Michael Traurig: An Opal Dealer’s Battle with COVID-19
At the AGTA show, Michael Traurig (Jayson Traurig Bros. of Australia—Phoenix, Arizona, and Sydney, Australia) told us about his hospitalization for COVID-19 in Phoenix beginning in June 2020. “I went into shutdown,” he said. “Heart, lungs, kidneys. I was on dialysis. I was on a respirator. I became diabetic.”
Doctors put him on a life-support machine that acts as the heart and lungs outside the body. He said that up until that time, few people in the world with COVID-19 had survived the procedure. He was taken off and put back on the machine several times and visited by top doctors in the Phoenix area. “The ICU nurses called me magic because they put you on the machine to die basically,” he said. After 30 days, he was sent to a rehab facility in order to free the hospital bed. “I coded one more time in rehab and they jumpstarted me,” he said. “A few days later, everything started working again.” Today he is no longer diabetic.
At a second Phoenix hospital, where Traurig underwent surgery to remove the dialysis tubes, the staff had heard his story. “The head OR nurse looked at me and said, ‘Oh, you’re the one.’ I was the hope shot for the nursing staff because nobody else had lived through it.”
Traurig went home in September, more than two months after he was admitted.
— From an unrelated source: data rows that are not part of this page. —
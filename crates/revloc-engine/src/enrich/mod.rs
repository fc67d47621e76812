//! Batched enrichment of sparse reseller records from the company registry
//! and the geocoding gateway.
//!
//! Two passes share the same rules. Every record is claimed before any
//! network work and written with a write that only lands while it is still
//! unenriched, so overlapping passes never enrich a record twice. A record
//! the registry does not know is still marked enriched; `reset` reopens it.

mod merge;
mod plain;
mod smart;

use std::fmt;
use std::sync::Arc;
use std::time::Duration;

use revloc_core::{cnpj, AppConfig, Reseller};
use revloc_geo::GeocodingGateway;
use revloc_registry::RegistryLookup;
use serde::Serialize;

use crate::store::{ResellerStore, StoreError};

pub use merge::build_update;
pub use smart::priority_score;

#[derive(Debug, Clone, Copy, PartialEq, Eq)]
pub enum EnrichmentKind {
    Plain,
    Smart,
}

impl fmt::Display for EnrichmentKind {
    fn fmt(&self, f: &mut fmt::Formatter<'_>) -> fmt::Result {
        match self {
            Self::Plain => write!(f, "plain"),
            Self::Smart => write!(f, "smart"),
        }
    }
}

#[derive(Debug, Clone, Copy, PartialEq, Eq)]
pub struct EnrichmentSettings {
    pub batch_size: usize,
    pub batch_delay: Duration,
    pub record_delay: Duration,
    pub smart_cap: usize,
    pub smart_batch_size: usize,
    pub smart_batch_delay: Duration,
    pub registry_concurrency: usize,
    pub registry_delay: Duration,
    pub geocode_concurrency: usize,
    pub geocode_delay: Duration,
}

impl Default for EnrichmentSettings {
    fn default() -> Self {
        Self {
            batch_size: 10,
            batch_delay: Duration::from_secs(1),
            record_delay: Duration::from_millis(300),
            smart_cap: 1000,
            smart_batch_size: 15,
            smart_batch_delay: Duration::from_millis(500),
            registry_concurrency: 3,
            registry_delay: Duration::from_millis(300),
            geocode_concurrency: 5,
            geocode_delay: Duration::from_millis(200),
        }
    }
}

impl EnrichmentSettings {
    #[must_use]
    pub fn from_app_config(config: &AppConfig) -> Self {
        Self {
            batch_size: config.enrich_batch_size,
            batch_delay: Duration::from_millis(config.enrich_batch_delay_ms),
            record_delay: Duration::from_millis(config.enrich_record_delay_ms),
            smart_cap: config.smart_enrich_cap,
            smart_batch_size: config.smart_enrich_batch_size,
            smart_batch_delay: Duration::from_millis(config.smart_enrich_batch_delay_ms),
            registry_concurrency: config.registry_batch_concurrency,
            registry_delay: Duration::from_millis(config.registry_batch_delay_ms),
            geocode_concurrency: config.geocode_batch_concurrency,
            geocode_delay: Duration::from_millis(config.geocode_batch_delay_ms),
        }
    }
}

/// Summary of one pass.
#[derive(Debug, Clone, Default, PartialEq, Eq, Serialize)]
pub struct EnrichmentReport {
    pub success: bool,
    pub considered: usize,
    pub enriched: usize,
    pub marked_without_data: usize,
    pub skipped: usize,
    pub failed: usize,
    pub errors: Vec<String>,
    pub message: String,
}

impl EnrichmentReport {
    fn started(considered: usize) -> Self {
        Self {
            success: true,
            considered,
            ..Self::default()
        }
    }

    fn load_failed(error: &StoreError) -> Self {
        Self {
            success: false,
            errors: vec![error.to_string()],
            message: "Failed to load enrichment candidates.".to_string(),
            ..Self::default()
        }
    }

    fn record(&mut self, reseller: &Reseller, outcome: Result<RecordOutcome, StoreError>) {
        match outcome {
            Ok(RecordOutcome::Enriched) => self.enriched += 1,
            Ok(RecordOutcome::WithoutData) => self.marked_without_data += 1,
            Ok(RecordOutcome::Skipped) => self.skipped += 1,
            Err(e) => {
                tracing::warn!(id = %reseller.id, name = %reseller.name, error = %e, "failed to enrich reseller");
                self.failed += 1;
                self.errors.push(format!("{}: {e}", reseller.name));
            }
        }
    }

    fn finish(mut self) -> Self {
        self.message = if self.considered == 0 {
            "No resellers to enrich.".to_string()
        } else {
            format!(
                "{} resellers enriched, {} without registry data, {} skipped, {} failed.",
                self.enriched, self.marked_without_data, self.skipped, self.failed
            )
        };
        self
    }
}

/// What happened to one claimed (or unclaimable) record.
#[derive(Debug, Clone, Copy, PartialEq, Eq)]
enum RecordOutcome {
    Enriched,
    WithoutData,
    Skipped,
}

impl RecordOutcome {
    fn from_write(landed: bool, success: Self) -> Self {
        if landed {
            success
        } else {
            Self::Skipped
        }
    }
}

pub struct EnrichmentPipeline {
    store: Arc<dyn ResellerStore>,
    registry: Arc<dyn RegistryLookup>,
    gateway: Arc<GeocodingGateway>,
    settings: EnrichmentSettings,
}

impl EnrichmentPipeline {
    #[must_use]
    pub fn new(
        store: Arc<dyn ResellerStore>,
        registry: Arc<dyn RegistryLookup>,
        gateway: Arc<GeocodingGateway>,
        settings: EnrichmentSettings,
    ) -> Self {
        Self {
            store,
            registry,
            gateway,
            settings,
        }
    }

    /// Run one pass. Never fails: problems end up in the report.
    pub async fn run(&self, kind: EnrichmentKind) -> EnrichmentReport {
        let report = match kind {
            EnrichmentKind::Plain => self.run_plain().await,
            EnrichmentKind::Smart => self.run_smart().await,
        };
        tracing::info!(
            kind = %kind,
            success = report.success,
            considered = report.considered,
            enriched = report.enriched,
            marked_without_data = report.marked_without_data,
            skipped = report.skipped,
            failed = report.failed,
            "enrichment pass finished"
        );
        report
    }

    /// The records a pass would work on, in processing order.
    ///
    /// # Errors
    ///
    /// Returns [`StoreError`] if the candidates cannot be loaded.
    pub async fn plan(&self, kind: EnrichmentKind) -> Result<Vec<Reseller>, StoreError> {
        match kind {
            EnrichmentKind::Plain => self.store.list_enrichment_candidates(false).await,
            EnrichmentKind::Smart => {
                let candidates = self.store.list_enrichment_candidates(true).await?;
                Ok(smart::prioritise(candidates, self.settings.smart_cap))
            }
        }
    }

    /// Reopen enriched records: one CNPJ (any formatting) or, when `raw_cnpj`
    /// is `None` or blank, all of them.
    ///
    /// # Errors
    ///
    /// Returns [`StoreError`] if the update fails.
    pub async fn reset(&self, raw_cnpj: Option<&str>) -> Result<u64, StoreError> {
        let normalized = raw_cnpj
            .map(str::trim)
            .filter(|raw| !raw.is_empty())
            .map(cnpj::normalize);
        let count = self.store.reset_enrichment(normalized.as_deref()).await?;
        tracing::info!(cnpj = ?normalized, reset = count, "enrichment reset");
        Ok(count)
    }

    /// Give up a claim after a failed write so a later pass can retry.
    async fn release(&self, reseller: &Reseller) {
        if let Err(e) = self.store.release_claim(reseller.id).await {
            tracing::warn!(id = %reseller.id, error = %e, "failed to release enrichment claim");
        }
    }
}

#[cfg(test)]
#[path = "enrich_test.rs"]
mod tests;
//! Read-only query handlers: proximity search and provider passthroughs.

use std::sync::Arc;

use revloc_engine::{PgStore, ProximitySearchEngine, SearchRequest, SearchSettings};
use revloc_geo::{GeocodingGateway, PostalCodeResolver};
use revloc_registry::RegistryClient;

use crate::data::truncate;

/// Search for resellers near a CEP and print them nearest first.
///
/// # Errors
///
/// Returns an error if the geocoding gateway cannot be built or the
/// candidate list cannot be loaded.
pub(crate) async fn run_search(
    pool: &sqlx::PgPool,
    config: &revloc_core::AppConfig,
    cep: String,
    max_distance_km: Option<f64>,
    limit: Option<usize>,
) -> anyhow::Result<()> {
    let gateway = GeocodingGateway::from_config(config)
        .map_err(|e| anyhow::anyhow!("failed to build geocoding gateway: {e}"))?;
    let engine = ProximitySearchEngine::new(
        PostalCodeResolver::new(Arc::new(gateway)),
        Arc::new(PgStore::new(pool.clone())),
        SearchSettings::from_app_config(config),
    );

    let request = SearchRequest {
        cep,
        max_distance_km,
        limit,
    };
    let outcome = engine.search(&request).await?;

    if let Some(message) = &outcome.message {
        println!("{message}");
    }
    if outcome.results.is_empty() {
        return Ok(());
    }

    println!("{:<10}{:<40}{:<24}PHONE", "KM", "NAME", "CITY");
    for result in &outcome.results {
        println!(
            "{:<10.1}{:<40}{:<24}{}",
            result.distance,
            truncate(&result.name, 38),
            truncate(&format!("{}/{}", result.city, result.state), 22),
            result.phone
        );
    }
    Ok(())
}

/// Look up a CNPJ and print the registry record as JSON.
///
/// # Errors
///
/// Returns an error if the client cannot be built, the CNPJ is invalid, or
/// the registry request fails.
pub(crate) async fn run_lookup(
    config: &revloc_core::AppConfig,
    raw_cnpj: &str,
) -> anyhow::Result<()> {
    if !revloc_core::cnpj::validate(raw_cnpj) {
        anyhow::bail!("invalid CNPJ '{raw_cnpj}'");
    }

    let client = RegistryClient::from_config(config)
        .map_err(|e| anyhow::anyhow!("failed to build registry client: {e}"))?;

    match client.try_lookup(raw_cnpj).await? {
        Some(company) => println!("{}", serde_json::to_string_pretty(&company)?),
        None => println!(
            "no registry record for CNPJ {}",
            revloc_core::cnpj::normalize(raw_cnpj)
        ),
    }
    Ok(())
}

/// Geocode an address through the provider chain.
///
/// # Errors
///
/// Returns an error if the gateway cannot be built.
pub(crate) async fn run_geocode(
    config: &revloc_core::AppConfig,
    address: &str,
    city: Option<&str>,
    state: Option<&str>,
) -> anyhow::Result<()> {
    let gateway = GeocodingGateway::from_config(config)
        .map_err(|e| anyhow::anyhow!("failed to build geocoding gateway: {e}"))?;

    match gateway.resolve_address(address, city, state).await {
        Some(found) => println!(
            "{:.6},{:.6} ({}) {}",
            found.coordinates.lat,
            found.coordinates.lng,
            found.source.as_str(),
            found.formatted_address
        ),
        None => println!("could not locate '{address}'"),
    }
    Ok(())
}
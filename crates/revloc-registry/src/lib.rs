//! Company registry (CNPJ) lookups against `BrasilAPI`.

pub mod client;
pub mod error;
pub mod lookup;
pub mod normalize;
pub mod types;

#[cfg(any(test, feature = "test-utils"))]
pub mod testing;

pub use client::RegistryClient;
pub use error::RegistryError;
pub use lookup::RegistryLookup;
pub use normalize::format_address;
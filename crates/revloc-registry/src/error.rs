use thiserror::Error;

/// Errors returned by the company registry client.
#[derive(Debug, Error)]
pub enum RegistryError {
    /// Network, TLS or timeout failure from the underlying HTTP client.
    #[error("HTTP error: {0}")]
    Http(#[from] reqwest::Error),

    /// The identifier does not normalize to fourteen digits.
    #[error("invalid CNPJ: {0}")]
    InvalidCnpj(String),

    /// HTTP 429 from the registry. The caller already waited the backoff.
    #[error("registry rate limited the request for {cnpj}")]
    RateLimited { cnpj: String },

    /// Any non-success status other than 404 and 429.
    #[error("unexpected HTTP status {status} for {cnpj}")]
    UnexpectedStatus { status: u16, cnpj: String },

    /// The response body could not be deserialized into the expected type.
    #[error("JSON deserialization error for {context}: {source}")]
    Deserialize {
        context: String,
        #[source]
        source: serde_json::Error,
    },

    #[error("invalid base URL '{url}': {reason}")]
    InvalidBaseUrl { url: String, reason: String },
}
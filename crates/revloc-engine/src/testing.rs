//! In-memory store double for tests in this and downstream crates.

use std::collections::{HashMap, HashSet};
use std::sync::atomic::{AtomicBool, Ordering};
use std::sync::{Mutex, MutexGuard, PoisonError};
use std::time::Instant;

use async_trait::async_trait;
use revloc_core::{cnpj, CoordinateSource, EnrichmentUpdate, NewReseller, Reseller, ResellerStats};
use revloc_db::{ReplaceOutcome, CLAIM_STALE_AFTER};
use uuid::Uuid;

use crate::store::{ResellerStore, StoreError};

#[derive(Default)]
struct Inner {
    records: Vec<Reseller>,
    claims: HashMap<Uuid, Instant>,
}

/// Mirrors the Postgres store's conditional-write rules over a `Vec`.
#[derive(Default)]
pub struct MemoryStore {
    inner: Mutex<Inner>,
    fail_reads: AtomicBool,
    fail_imports: AtomicBool,
    failing_writes: Mutex<HashSet<Uuid>>,
}

impl MemoryStore {
    #[must_use]
    pub fn new() -> Self {
        Self::default()
    }

    #[must_use]
    pub fn with_records(records: Vec<Reseller>) -> Self {
        let store = Self::new();
        store.lock().records = records;
        store
    }

    /// Make every list/stats call fail from now on.
    pub fn fail_reads(&self) {
        self.fail_reads.store(true, Ordering::SeqCst);
    }

    /// Make every import batch fail as a rolled-back transaction would.
    pub fn fail_imports(&self) {
        self.fail_imports.store(true, Ordering::SeqCst);
    }

    /// Make enrichment writes (not claims) for `id` fail.
    pub fn fail_writes_for(&self, id: Uuid) {
        self.failing_writes
            .lock()
            .unwrap_or_else(PoisonError::into_inner)
            .insert(id);
    }

    /// Hold a fresh claim on `id` as if another pass had taken it.
    pub fn claim_externally(&self, id: Uuid) {
        self.lock().claims.insert(id, Instant::now());
    }

    #[must_use]
    pub fn snapshot(&self) -> Vec<Reseller> {
        self.lock().records.clone()
    }

    #[must_use]
    pub fn get(&self, id: Uuid) -> Option<Reseller> {
        self.lock().records.iter().find(|r| r.id == id).cloned()
    }

    fn lock(&self) -> MutexGuard<'_, Inner> {
        self.inner.lock().unwrap_or_else(PoisonError::into_inner)
    }

    fn check_reads(&self) -> Result<(), StoreError> {
        if self.fail_reads.load(Ordering::SeqCst) {
            return Err(StoreError::Unavailable("reads disabled".to_string()));
        }
        Ok(())
    }

    fn check_write(&self, id: Uuid) -> Result<(), StoreError> {
        let failing = self
            .failing_writes
            .lock()
            .unwrap_or_else(PoisonError::into_inner)
            .contains(&id);
        if failing {
            return Err(StoreError::Unavailable(format!("writes disabled for {id}")));
        }
        Ok(())
    }
}

#[async_trait]
impl ResellerStore for MemoryStore {
    async fn list_searchable(&self) -> Result<Vec<Reseller>, StoreError> {
        self.check_reads()?;
        Ok(self
            .lock()
            .records
            .iter()
            .filter(|r| r.is_searchable())
            .cloned()
            .collect())
    }

    async fn list_enrichment_candidates(
        &self,
        active_only: bool,
    ) -> Result<Vec<Reseller>, StoreError> {
        self.check_reads()?;
        Ok(self
            .lock()
            .records
            .iter()
            .filter(|r| r.is_enrichment_candidate() && (!active_only || r.active))
            .cloned()
            .collect())
    }

    async fn claim_for_enrichment(&self, id: Uuid) -> Result<bool, StoreError> {
        let mut inner = self.lock();
        let eligible = inner.records.iter().any(|r| r.id == id && !r.data_enriched);
        let fresh_claim = inner
            .claims
            .get(&id)
            .is_some_and(|at| at.elapsed() < CLAIM_STALE_AFTER);
        if !eligible || fresh_claim {
            return Ok(false);
        }
        inner.claims.insert(id, Instant::now());
        Ok(true)
    }

    async fn release_claim(&self, id: Uuid) -> Result<(), StoreError> {
        self.lock().claims.remove(&id);
        Ok(())
    }

    async fn apply_enrichment(
        &self,
        id: Uuid,
        update: &EnrichmentUpdate,
    ) -> Result<bool, StoreError> {
        self.check_write(id)?;
        let mut inner = self.lock();
        let Some(record) = inner
            .records
            .iter_mut()
            .find(|r| r.id == id && !r.data_enriched)
        else {
            return Ok(false);
        };
        update.apply_to(record);
        inner.claims.remove(&id);
        Ok(true)
    }

    async fn mark_enriched_without_data(&self, id: Uuid) -> Result<bool, StoreError> {
        self.apply_enrichment(id, &EnrichmentUpdate::default()).await
    }

    async fn replace_by_cnpj(
        &self,
        resellers: &[NewReseller],
    ) -> Result<ReplaceOutcome, StoreError> {
        if self.fail_imports.load(Ordering::SeqCst) {
            return Err(StoreError::Unavailable("import batch rejected".to_string()));
        }
        let cnpjs: HashSet<&str> = resellers.iter().filter_map(|r| r.cnpj.as_deref()).collect();

        let mut inner = self.lock();
        let before = inner.records.len();
        inner
            .records
            .retain(|r| !r.cnpj.as_deref().is_some_and(|c| cnpjs.contains(c)));
        let removed = (before - inner.records.len()) as u64;
        for reseller in resellers {
            inner.records.push(reseller.clone().into_reseller());
        }
        Ok(ReplaceOutcome {
            removed,
            inserted: resellers.len() as u64,
        })
    }

    async fn insert_one(&self, reseller: &NewReseller) -> Result<Reseller, StoreError> {
        let record = reseller.clone().into_reseller();
        self.lock().records.push(record.clone());
        Ok(record)
    }

    async fn set_active(&self, id: Uuid, active: bool) -> Result<Option<Reseller>, StoreError> {
        let mut inner = self.lock();
        Ok(inner.records.iter_mut().find(|r| r.id == id).map(|r| {
            r.active = active;
            r.clone()
        }))
    }

    async fn reset_enrichment(&self, only: Option<&str>) -> Result<u64, StoreError> {
        let mut inner = self.lock();
        let mut reset = 0_u64;
        let mut cleared = Vec::new();
        for record in &mut inner.records {
            let matches = match only {
                Some(wanted) => {
                    record.cnpj.as_deref().map(cnpj::normalize).as_deref() == Some(wanted)
                }
                None => true,
            };
            if matches && record.data_enriched {
                record.data_enriched = false;
                reset += 1;
            }
            if matches {
                cleared.push(record.id);
            }
        }
        for id in cleared {
            inner.claims.remove(&id);
        }
        Ok(reset)
    }

    async fn stats(&self) -> Result<ResellerStats, StoreError> {
        self.check_reads()?;
        let inner = self.lock();
        let count = |pred: &dyn Fn(&Reseller) -> bool| {
            i64::try_from(inner.records.iter().filter(|r| pred(r)).count()).unwrap_or(i64::MAX)
        };
        Ok(ResellerStats {
            total: count(&|_| true),
            active: count(&|r| r.active),
            enriched: count(&|r| r.data_enriched),
            with_coordinates: count(&|r| r.coordinates.is_some()),
            with_registry_data: count(&|r| r.registry_data.is_some()),
            with_phone: count(&|r| !r.phone.is_empty()),
            with_whatsapp: count(&|r| !r.whatsapp.is_empty()),
            primary_geocoded: count(&|r| r.geocoding_source == Some(CoordinateSource::GoogleMaps)),
            high_priority: count(&|r| r.priority > 5),
            ..ResellerStats::default()
        }
        .with_percentages())
    }

    async fn ping(&self) -> Result<(), StoreError> {
        self.check_reads()
    }
}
He had lost 70 pounds. “I couldn’t stand up,” he said. “I was jelly. I had to learn to walk. So I got a dog. And she walked me every day, twice a day.”
“It’s worth sharing my story if I can get even one person to put on a mask,” he said.
Before contracting COVID-19, Traurig had a successful show in February 2020. But a month later, 85% of the sales hadn’t been paid for, and he got the stock back. “Because everybody’s business shut down,” he said. He had used most of his funds to buy stock for Tucson because his business had changed in recent years due to changes in the industry and in the company. “I ended up mostly broke,” he said.
After his hospital stay, people began calling him and finding out what had happened. “They started throwing me a few bones,” he said. “And I started getting some business. They’ve been kind.” When he made his first purchase in months, a large batch of loose opals from a supplier in Australia, they let him pay it off over time. “There’s never credit given normally when you buy opals,” he said. They sent him more shortly before this year’s show. He had several displays of opal at the booth (figure 1) but said he had not yet been able to buy enough stock to make a living. “But it’s okay,” he said. “You realize who the friends are.”
Traurig’s father, John, and uncle, Tom, began working in the opal business in 1969. Jayson Traurig Bros. was the only non–North American member when AGTA was founded in 1981, the same year Michael bought into the business (Jayson = J’s son). In 1988, one of their boulder opals—which was later sold—was featured on the cover of G&G’s Summer issue (figure 2).
Traurig and his father are both red-green colorblind. He said they had both learned to compensate and that lighting makes a difference. During GIA’s Gem Identification course in the ’70s, John was given permission to ask what color a stone was because he couldn’t identify alexandrite’s color change. “I remember him coming home and laughing,” Traurig said. “During the exam he never asked the question. He said, ‘If I had to ask, I knew it was alexandrite.’”
Traurig spoke about how the opal business and his business have changed in the last 20 years. More dealers have joined the industry, and older miners have stopped mining. He noted that there are far fewer mining concerns today. In the ’80s and ’90s, they used to have three people to work the booth. “There were people who were trying to always be next to us because of the overflow. We were the draw. We stopped being the draw. It’s okay.”
Traurig also visited Tucson last April. “It was my tour of ‘I’m alive, I’m here, and I can walk,’” he said. “People were really welcoming and wonderful.”